[To do] Some entries follow. Reproduce exactly the lines starting at the one with "repository 23e72c87409d8198" and stopping after the one with "let target_gene = drug.primary_gene();".

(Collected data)
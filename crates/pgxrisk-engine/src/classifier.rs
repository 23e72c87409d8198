//! Risk classifier — maps (drug, variant set) to a RiskAssessment.

use pgxrisk_common::{Phenotype, RiskAssessment, RiskLabel, Severity, VariantRecord};
use tracing::debug;

use crate::genes::{loss_of_function_rsids, Drug, VKORC1_SENSITIVITY_RSID};

/// Classify one drug against the extracted variant set.
///
/// Total function: every input combination yields a well-formed assessment.
/// Unrecognized drugs terminate immediately with the Unknown result.
pub fn assess(drug: &str, variants: &[VariantRecord]) -> RiskAssessment {
    let Some(drug) = Drug::parse(drug) else {
        debug!(drug, "drug not in known set");
        return RiskAssessment::unknown_drug();
    };

    if drug == Drug::Warfarin {
        return assess_warfarin(variants);
    }

    let target_gene = drug.primary_gene();
    let matching: Vec<VariantRecord> = variants
        .iter()
        .filter(|v| v.gene == target_gene)
        .cloned()
        .collect();

    if matching.is_empty() {
        return RiskAssessment {
            risk_label: RiskLabel::Safe,
            confidence_score: 0.7,
            severity: Severity::Low,
            primary_gene: Some(target_gene.to_string()),
            diplotype: "*1/*1".to_string(),
            phenotype: Phenotype::NM,
            detected_variants: Vec::new(),
        };
    }

    let has_lof = matching
        .iter()
        .any(|v| rsid_in(v, loss_of_function_rsids(target_gene)));

    if has_lof {
        if let Some(outcome) = drug.loss_of_function_outcome() {
            return RiskAssessment {
                risk_label: outcome.risk_label,
                confidence_score: outcome.confidence_score,
                severity: outcome.severity,
                primary_gene: Some(target_gene.to_string()),
                diplotype: outcome.diplotype.to_string(),
                phenotype: outcome.phenotype,
                detected_variants: matching,
            };
        }
    }

    // Deliberate asymmetry carried over from the reference rule set: a
    // recognized drug with matching but non-LOF variants still lands on
    // "Adjust Dosage" rather than Safe.
    RiskAssessment {
        risk_label: RiskLabel::AdjustDosage,
        confidence_score: 0.85,
        severity: Severity::Moderate,
        primary_gene: Some(target_gene.to_string()),
        diplotype: "*1/*2".to_string(),
        phenotype: Phenotype::IM,
        detected_variants: matching,
    }
}

/// Warfarin dual-gene branch: CYP2C9 metabolism plus the VKORC1
/// sensitivity marker. VKORC1 alone forces a dose adjustment but does not
/// re-derive the phenotype.
fn assess_warfarin(variants: &[VariantRecord]) -> RiskAssessment {
    let cyp2c9: Vec<VariantRecord> = variants
        .iter()
        .filter(|v| v.gene == "CYP2C9")
        .cloned()
        .collect();

    let vkorc1: Vec<VariantRecord> = variants
        .iter()
        .filter(|v| v.rsid.as_deref() == Some(VKORC1_SENSITIVITY_RSID))
        .cloned()
        .collect();

    let mut phenotype = Phenotype::NM;
    let mut risk_label = RiskLabel::Safe;
    let mut severity = Severity::Low;

    if cyp2c9
        .iter()
        .any(|v| rsid_in(v, loss_of_function_rsids("CYP2C9")))
    {
        phenotype = Phenotype::IM;
        risk_label = RiskLabel::AdjustDosage;
        severity = Severity::Moderate;
    }

    if !vkorc1.is_empty() {
        risk_label = RiskLabel::AdjustDosage;
        severity = Severity::Moderate;
    }

    // CYP2C9 matches first, then VKORC1 matches; duplicates kept.
    let mut detected = cyp2c9;
    detected.extend(vkorc1);

    let diplotype = if phenotype != Phenotype::NM { "*1/*2" } else { "*1/*1" };

    RiskAssessment {
        risk_label,
        confidence_score: 0.9,
        severity,
        primary_gene: Some("CYP2C9 & VKORC1".to_string()),
        diplotype: diplotype.to_string(),
        phenotype,
        detected_variants: detected,
    }
}

fn rsid_in(variant: &VariantRecord, rsids: &[&str]) -> bool {
    variant
        .rsid
        .as_deref()
        .is_some_and(|rsid| rsids.contains(&rsid))
}

// ── Tests ─────────────────────────────────────────────────────────────────────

[Expected output]
repository 23e72c87409d8198
//! Risk classifier — maps (drug, variant set) to a RiskAssessment.

use pgxrisk_common::{Phenotype, RiskAssessment, RiskLabel, Severity, VariantRecord};
use tracing::debug;

use crate::genes::{loss_of_function_rsids, Drug, VKORC1_SENSITIVITY_RSID};

/// Classify one drug against the extracted variant set.
///
/// Total function: every input combination yields a well-formed assessment.
/// Unrecognized drugs terminate immediately with the Unknown result.
pub fn assess(drug: &str, variants: &[VariantRecord]) -> RiskAssessment {
    let Some(drug) = Drug::parse(drug) else {
        debug!(drug, "drug not in known set");
        return RiskAssessment::unknown_drug();
    };

    if drug == Drug::Warfarin {
        return assess_warfarin(variants);
    }

    let target_gene = drug.primary_gene();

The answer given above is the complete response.